Both the columns are of factor data type, I will be converting these into character data types.
#converting columns to character
ep6$character <- as.character(ep6$character)
ep6$dialogue <- as.character(ep6$dialogue)
#checking if the conversion has been applied successfully.
str(ep6)
## 'data.frame': 674 obs. of 2 variables:
## $ character: chr "SHUTTLE CAPTAIN" "DEATH STAR CONTROLLER" "SHUTTLE CAPTAIN" "OFFICER" ...
## $ dialogue : chr "Command station, this is ST 321. Code Clearance Blue. We're starting our approach. Deactivate the security shield." "The security deflector shield will be deactivated when we have confirmation of your code transmission. Stand by"| __truncated__ "We're starting our approach." "Inform the commander that Lord Vader's shuttle has arrived." ...
Now, I will find out the number of dialogues for each character and before doing that I want to check number of characters in episode 6
#number of unique characters in star wars episode 6
length(unique(ep6$character))
## [1] 53
There are 53 unique characters in episode 6. Now Let’s proceed to find out the characters with most number of dialogues.
ep6%>%
group_by(character)%>%
count()%>%
ungroup()%>%
arrange(desc(n))%>%
top_n(15,n)%>%
ggplot(aes(reorder(character,n),n,fill=character))+
geom_col(show.legend = F)+
coord_flip()+
labs(x="Number of dialogues" , y="Character Name" , title ="Number of dialogues for each character in Episode 6")
Now I want do some analysis on the words present in the text.
#adding filename variable in the episode data frame
ep4$episode <- 'ep4'
ep5$episode <- 'ep5'
ep6$episode <- 'ep6'
#combining all the 3 dataframes into 1
ep_full<- rbind(ep4,ep5,ep6)
Now to do text analysis I will break each word into a token by using unnest_tokens function from the tidytext package in R.
ep_full_tokens<-ep_full%>%
unnest_tokens(word,dialogue)
Now I will remove the stopwords from the tokens by using an anti_join on ep_full_tokens with stop_words dataframe.

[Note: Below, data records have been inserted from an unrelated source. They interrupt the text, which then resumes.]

#[cfg(test)]
mod tests {
    use super::*;
    use std::collections::VecDeque;
    use std::time::Duration;

    use jtc_schemas::telemetry::{key_value, KeyValue};

    #[derive(Debug)]
    struct ScriptError(&'static str);

    impl fmt::Display for ScriptError {
        fn fmt(&self, f: &mut fmt::Formatter<'_>) -> fmt::Result {
            f.write_str(self.0)
        }
    }

    impl std::error::Error for ScriptError {}

    /// Scripted source; an exhausted script behaves like a stream that never ends.
    struct Scripted {
        steps: VecDeque<Result<Option<OpenConfigData>, ScriptError>>,
        pulls: usize,
    }

    impl Scripted {
        fn new(steps: Vec<Result<Option<OpenConfigData>, ScriptError>>) -> Self {
            Self {
                steps: steps.into(),
                pulls: 0,
            }
        }
    }

    #[async_trait]
    impl RecordSource for Scripted {
        type Error = ScriptError;

        async fn next_record(&mut self) -> Result<Option<OpenConfigData>, Self::Error> {
            self.pulls += 1;
            match self.steps.pop_front() {
                Some(step) => step,
                None => std::future::pending().await,
            }
        }
    }

    fn data(seq: u64) -> OpenConfigData {
        OpenConfigData {
            system_id: "r1".into(),
            component_id: 2,
            path: "/interfaces".into(),
            sequence_number: seq,
            timestamp: 1000 + seq,
            kv: vec![KeyValue {
                key: "state/oper-status".into(),
                value: Some(key_value::Value::StrValue("UP".into())),
            }],
            ..OpenConfigData::default()
        }
    }

    fn stats_blocks(out: &[u8]) -> usize {
        String::from_utf8_lossy(out)
            .lines()
            .filter(|line| *line == crate::decoder::STATS_BANNER)
            .count()
    }

    #[tokio::test]
    async fn end_of_stream_before_limit_is_success() {
        let mut source = Scripted::new(vec![Ok(Some(data(1))), Ok(Some(data(2))), Ok(None)]);
        let mut out = Vec::new();
        let summary = receive_records(
            &mut source,
            RecordLimit::Bounded(10),
            decode,
            &mut out,
            &CancellationToken::new(),
        )
        .await
        .unwrap();
        assert_eq!(summary.records, 2);
        assert_eq!(summary.outcome, SessionOutcome::EndOfStream);
        assert_eq!(summary.missing_prefix, 2);
        assert_eq!(stats_blocks(&out), 2);
        assert!(String::from_utf8_lossy(&out).ends_with("End (EOF) detected\n"));
    }

    #[tokio::test]
    async fn limit_stops_pulling() {
        let mut source = Scripted::new(vec![
            Ok(Some(data(1))),
            Ok(Some(data(2))),
            Ok(Some(data(3))),
        ]);
        let mut out = Vec::new();
        let summary = receive_records(
            &mut source,
            RecordLimit::Bounded(2),
            decode,
            &mut out,
            &CancellationToken::new(),
        )
        .await
        .unwrap();
        assert_eq!(summary.outcome, SessionOutcome::LimitReached);
        assert_eq!(summary.records, 2);
        assert_eq!(source.pulls, 2);
        assert!(!String::from_utf8_lossy(&out).contains(END_OF_STREAM));
    }

    #[tokio::test]
    async fn zero_count_pulls_nothing() {
        let mut source = Scripted::new(vec![Ok(Some(data(1))), Ok(Some(data(2)))]);
        let mut out = Vec::new();
        let summary = receive_records(
            &mut source,
            RecordLimit::from_count(0),
            decode,
            &mut out,
            &CancellationToken::new(),
        )
        .await
        .unwrap();
        assert_eq!(summary.records, 0);
        assert_eq!(summary.outcome, SessionOutcome::LimitReached);
        assert_eq!(source.pulls, 0);
        assert!(out.is_empty());
    }

    #[tokio::test]
    async fn receive_error_keeps_already_written_records() {
        let mut source = Scripted::new(vec![Ok(Some(data(1))), Err(ScriptError("reset"))]);
        let mut out = Vec::new();
        let err = receive_records(
            &mut source,
            RecordLimit::Unbounded,
            decode,
            &mut out,
            &CancellationToken::new(),
        )
        .await
        .unwrap_err();
        match err {
            SessionError::Stream { received, .. } => assert_eq!(received, 1),
            other => panic!("unexpected error: {other:?}"),
        }
        assert_eq!(stats_blocks(&out), 1);
    }

    #[tokio::test]
    async fn cancelled_token_interrupts_a_pending_receive() {
        let mut source = Scripted::new(vec![Ok(Some(data(1)))]);
        let cancel = CancellationToken::new();
        let trigger = cancel.clone();
        tokio::spawn(async move {
            tokio::time::sleep(Duration::from_millis(50)).await;
            trigger.cancel();
        });
        let mut out = Vec::new();
        let err = tokio::time::timeout(
            Duration::from_secs(5),
            receive_records(&mut source, RecordLimit::Unbounded, decode, &mut out, &cancel),
        )
        .await
        .expect("receive loop must not hang")
        .unwrap_err();
        assert!(matches!(err, SessionError::Cancelled { received: 1 }));
    }

    #[tokio::test]
    async fn cancelled_before_first_pull_reads_nothing() {
        let mut source = Scripted::new(vec![Ok(Some(data(1)))]);
        let cancel = CancellationToken::new();
        cancel.cancel();
        let mut out = Vec::new();
        let err = receive_records(&mut source, RecordLimit::Unbounded, decode, &mut out, &cancel)
            .await
            .unwrap_err();
        assert!(matches!(err, SessionError::Cancelled { received: 0 }));
        assert_eq!(source.pulls, 0);
        assert!(out.is_empty());
    }

    #[test]
    fn banner_lists_headers_then_transport() {
        let mut metadata = tonic::metadata::MetadataMap::new();
        metadata.insert("x-device", tonic::metadata::MetadataValue::from_static("r1"));
        let headers = StreamHeaders::from_metadata(&metadata);
        let mut out = Vec::new();
        write_banner(&mut out, &headers, TransportSecurity::MutualTls).unwrap();
        assert_eq!(
            String::from_utf8(out).unwrap(),
            "-------- gRPC OC Headers from Junos --------\n  x-device: r1\n-------- Transport --------\n  Running with mutual TLS\n"
        );
    }

    #[test]
    fn states_only_move_forward() {
        assert!(SessionState::Init < SessionState::TransportReady);
        assert!(SessionState::Subscribed < SessionState::Receiving);
        assert!(SessionState::Receiving < SessionState::Terminated);
    }
}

Then I will Join this with Bing lexicon to get the sentiment of words.
Since, bing lexicon gives the I will use this to create a comparison cloud which help in understanding the most commonly used positive and negative words.
#creating stopword dataframe from the stop_words vector
stopword<-data.frame(word=stop_words)
ep_full_tokens%>%
anti_join(stopword, by ="word")%>%
inner_join(get_sentiments("bing"),by="word")%>%
count(word,sentiment,sort = TRUE)%>%
acast(word~sentiment , value.var="n" , fill = 0)%>%
comparison.cloud(colors = c("#FF4C4C","#99FF99"),max.words = 100)
Let’s see which episode has more positve and negative words.
ep_bing<-ep_full_tokens%>%
anti_join(stopword, by ="word")%>%
inner_join(get_sentiments("bing"),by="word")%>%
count(episode,sentiment,sort = TRUE)
Converting the dataframe to wide format to get the ratio of positive to negative words in each episode.
ep_bing_wide<-dcast(ep_bing,episode~sentiment, value.var = "n")
Creating a variable with positive to negative word ratio.
ep_bing_wide%>%
mutate(positivetonegativeratio= positive/negative)
## episode negative positive positivetonegativeratio
## 1 ep4 322 391 1.214286
## 2 ep5 269 338 1.256506
## 3 ep6 268 306 1.141791
It seems that as the episodes are progressing the ratio of positive words to negative words is increasing.
Now I want to analyze the positive to negative words ratio for each character in all the episodes.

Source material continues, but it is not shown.